## Stored items
== Segment start ==

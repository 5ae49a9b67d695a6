// src/services/testing.rs
//! Scriptable in-memory backend for unit tests.

use crate::errors::DashboardError;
use crate::models::*;
use crate::services::api_client::{DownloadKind, VideoApi, VideoFile};
use async_trait::async_trait;
use bytes::Bytes;
use std::collections::VecDeque;
use std::sync::Mutex;
use std::time::Duration;

fn server_error(message: &str) -> DashboardError {
    DashboardError::Server {
        status: 500,
        error: message.to_string(),
        detail: None,
    }
}

pub fn status(task_id: &str, status: TaskStatus, progress: Option<f64>) -> TaskStatusResponse {
    TaskStatusResponse {
        task_id: task_id.to_string(),
        status,
        progress,
        message: None,
        created_at: None,
        updated_at: None,
    }
}

#[derive(Default)]
struct Script {
    preview: Option<PreviewResponse>,
    upload_task_id: Option<String>,
    statuses: VecDeque<TaskStatusResponse>,
    status_delay: Duration,
    cancel_fails: bool,
    results: Option<ResultsBundle>,
    heatmap: Option<HeatmapImage>,
    blob: Option<Bytes>,
    api_metrics: Option<ApiMetricsResponse>,
    ai_metrics: Option<AiMetricsResponse>,
    ui_metrics: Option<UiMetricsResponse>,
    summary: Option<MetricsSummaryResponse>,
    telemetry_fails: bool,
    telemetry_delay: Duration,
}

#[derive(Default)]
pub struct FakeApi {
    script: Mutex<Script>,
    calls: Mutex<Vec<String>>,
    uploads: Mutex<Vec<(String, bool, Option<LineConfig>)>>,
    ui_metrics_sent: Mutex<Vec<UiMetric>>,
}

impl FakeApi {
    fn record(&self, call: String) {
        self.calls.lock().unwrap().push(call);
    }

    pub fn calls(&self) -> Vec<String> {
        self.calls.lock().unwrap().clone()
    }

    pub fn count(&self, prefix: &str) -> usize {
        self.calls
            .lock()
            .unwrap()
            .iter()
            .filter(|c| c.starts_with(prefix))
            .count()
    }

    pub fn uploads(&self) -> Vec<(String, bool, Option<LineConfig>)> {
        self.uploads.lock().unwrap().clone()
    }

    pub fn ui_metrics_sent(&self) -> Vec<UiMetric> {
        self.ui_metrics_sent.lock().unwrap().clone()
    }

    pub fn with_preview(&self, preview: PreviewResponse) {
        self.script.lock().unwrap().preview = Some(preview);
    }

    pub fn fail_preview(&self) {
        self.script.lock().unwrap().preview = None;
    }

    pub fn with_upload(&self, task_id: &str) {
        self.script.lock().unwrap().upload_task_id = Some(task_id.to_string());
    }

    /// Statuses are served in order; the last one repeats forever.
    pub fn with_statuses(&self, statuses: Vec<TaskStatusResponse>) {
        self.script.lock().unwrap().statuses = statuses.into();
    }

    pub fn with_status_delay(&self, delay: Duration) {
        self.script.lock().unwrap().status_delay = delay;
    }

    pub fn fail_cancel(&self) {
        self.script.lock().unwrap().cancel_fails = true;
    }

    pub fn with_results(&self, results: ResultsBundle) {
        self.script.lock().unwrap().results = Some(results);
    }

    pub fn with_heatmap(&self, heatmap: HeatmapImage) {
        self.script.lock().unwrap().heatmap = Some(heatmap);
    }

    pub fn with_blob(&self, blob: &'static [u8]) {
        self.script.lock().unwrap().blob = Some(Bytes::from_static(blob));
    }

    pub fn with_api_metrics(&self, metrics: ApiMetricsResponse) {
        self.script.lock().unwrap().api_metrics = Some(metrics);
    }

    pub fn with_ai_metrics(&self, metrics: AiMetricsResponse) {
        self.script.lock().unwrap().ai_metrics = Some(metrics);
    }

    pub fn with_ui_metrics(&self, metrics: UiMetricsResponse) {
        self.script.lock().unwrap().ui_metrics = Some(metrics);
    }

    pub fn with_summary(&self, summary: MetricsSummaryResponse) {
        self.script.lock().unwrap().summary = Some(summary);
    }

    pub fn fail_telemetry(&self) {
        self.script.lock().unwrap().telemetry_fails = true;
    }

    pub fn with_telemetry_delay(&self, delay: Duration) {
        self.script.lock().unwrap().telemetry_delay = delay;
    }
}

#[async_trait]
impl VideoApi for FakeApi {
    async fn upload_preview(&self, file: &VideoFile) -> Result<PreviewResponse, DashboardError> {
        self.record(format!("upload_preview:{}", file.name));
        self.script
            .lock()
            .unwrap()
            .preview
            .clone()
            .ok_or_else(|| server_error("Preview failed"))
    }

    async fn upload_video(
        &self,
        file: &VideoFile,
        use_line: bool,
        line_config: Option<&LineConfig>,
    ) -> Result<UploadResponse, DashboardError> {
        self.record(format!("upload_video:{}", file.name));
        self.uploads
            .lock()
            .unwrap()
            .push((file.name.clone(), use_line, line_config.copied()));
        let task_id = self.script.lock().unwrap().upload_task_id.clone();
        task_id
            .map(|task_id| UploadResponse {
                task_id,
                message: "queued".into(),
                filename: file.name.clone(),
            })
            .ok_or_else(|| server_error("Upload rejected"))
    }

    async fn get_task_status(&self, task_id: &str) -> Result<TaskStatusResponse, DashboardError> {
        self.record(format!("get_task_status:{}", task_id));
        let (delay, next) = {
            let mut script = self.script.lock().unwrap();
            let next = if script.statuses.len() > 1 {
                script.statuses.pop_front()
            } else {
                script.statuses.front().cloned()
            };
            (script.status_delay, next)
        };
        if !delay.is_zero() {
            tokio::time::sleep(delay).await;
        }
        next.map(|mut s| {
            s.task_id = task_id.to_string();
            s
        })
        .ok_or_else(|| server_error("Task not found"))
    }

    async fn cancel_task(&self, task_id: &str) -> Result<CancelResponse, DashboardError> {
        self.record(format!("cancel_task:{}", task_id));
        if self.script.lock().unwrap().cancel_fails {
            return Err(DashboardError::Transport("connection reset".into()));
        }
        Ok(CancelResponse {
            message: "cancelled".into(),
            task_id: task_id.to_string(),
        })
    }

    async fn get_results(&self, task_id: &str) -> Result<ResultsBundle, DashboardError> {
        self.record(format!("get_results:{}", task_id));
        self.script
            .lock()
            .unwrap()
            .results
            .clone()
            .ok_or_else(|| server_error("Results not found"))
    }

    async fn get_heatmap_image(&self, task_id: &str) -> Result<HeatmapImage, DashboardError> {
        self.record(format!("get_heatmap_image:{}", task_id));
        self.script
            .lock()
            .unwrap()
            .heatmap
            .clone()
            .ok_or_else(|| server_error("Heatmap not found"))
    }

    async fn download(&self, task_id: &str, kind: DownloadKind) -> Result<Bytes, DashboardError> {
        self.record(format!("download:{}:{:?}", task_id, kind));
        self.script
            .lock()
            .unwrap()
            .blob
            .clone()
            .ok_or_else(|| server_error("File not found"))
    }

    async fn get_api_metrics(
        &self,
        _query: &MetricsQuery,
    ) -> Result<ApiMetricsResponse, DashboardError> {
        self.record("get_api_metrics".into());
        self.script
            .lock()
            .unwrap()
            .api_metrics
            .clone()
            .ok_or_else(|| server_error("API metrics unavailable"))
    }

    async fn get_ai_metrics(
        &self,
        _query: &MetricsQuery,
    ) -> Result<AiMetricsResponse, DashboardError> {
        self.record("get_ai_metrics".into());
        self.script
            .lock()
            .unwrap()
            .ai_metrics
            .clone()
            .ok_or_else(|| server_error("AI metrics unavailable"))
    }

    async fn get_ui_metrics(
        &self,
        _query: &MetricsQuery,
    ) -> Result<UiMetricsResponse, DashboardError> {
        self.record("get_ui_metrics".into());
        self.script
            .lock()
            .unwrap()
            .ui_metrics
            .clone()
            .ok_or_else(|| server_error("UI metrics unavailable"))
    }

    async fn get_metrics_summary(
        &self,
        hours: u32,
    ) -> Result<MetricsSummaryResponse, DashboardError> {
        self.record(format!("get_metrics_summary:{}", hours));
        self.script
            .lock()
            .unwrap()
            .summary
            .clone()
            .ok_or_else(|| server_error("Summary unavailable"))
    }

    async fn send_ui_metric(&self, metric: &UiMetric) -> Result<(), DashboardError> {
        let (delay, fails) = {
            let script = self.script.lock().unwrap();
            (script.telemetry_delay, script.telemetry_fails)
        };
        if !delay.is_zero() {
            tokio::time::sleep(delay).await;
        }
        self.ui_metrics_sent.lock().unwrap().push(metric.clone());
        if fails {
            return Err(DashboardError::Transport("telemetry endpoint down".into()));
        }
        Ok(())
    }
}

== Segment end ==

## EXERCISE PROMPT
With "VideoApi" as the string to match, show every line of the entries above that has it.

## WRITTEN ANSWER
use crate::services::api_client::{DownloadKind, VideoApi, VideoFile};
impl VideoApi for FakeApi {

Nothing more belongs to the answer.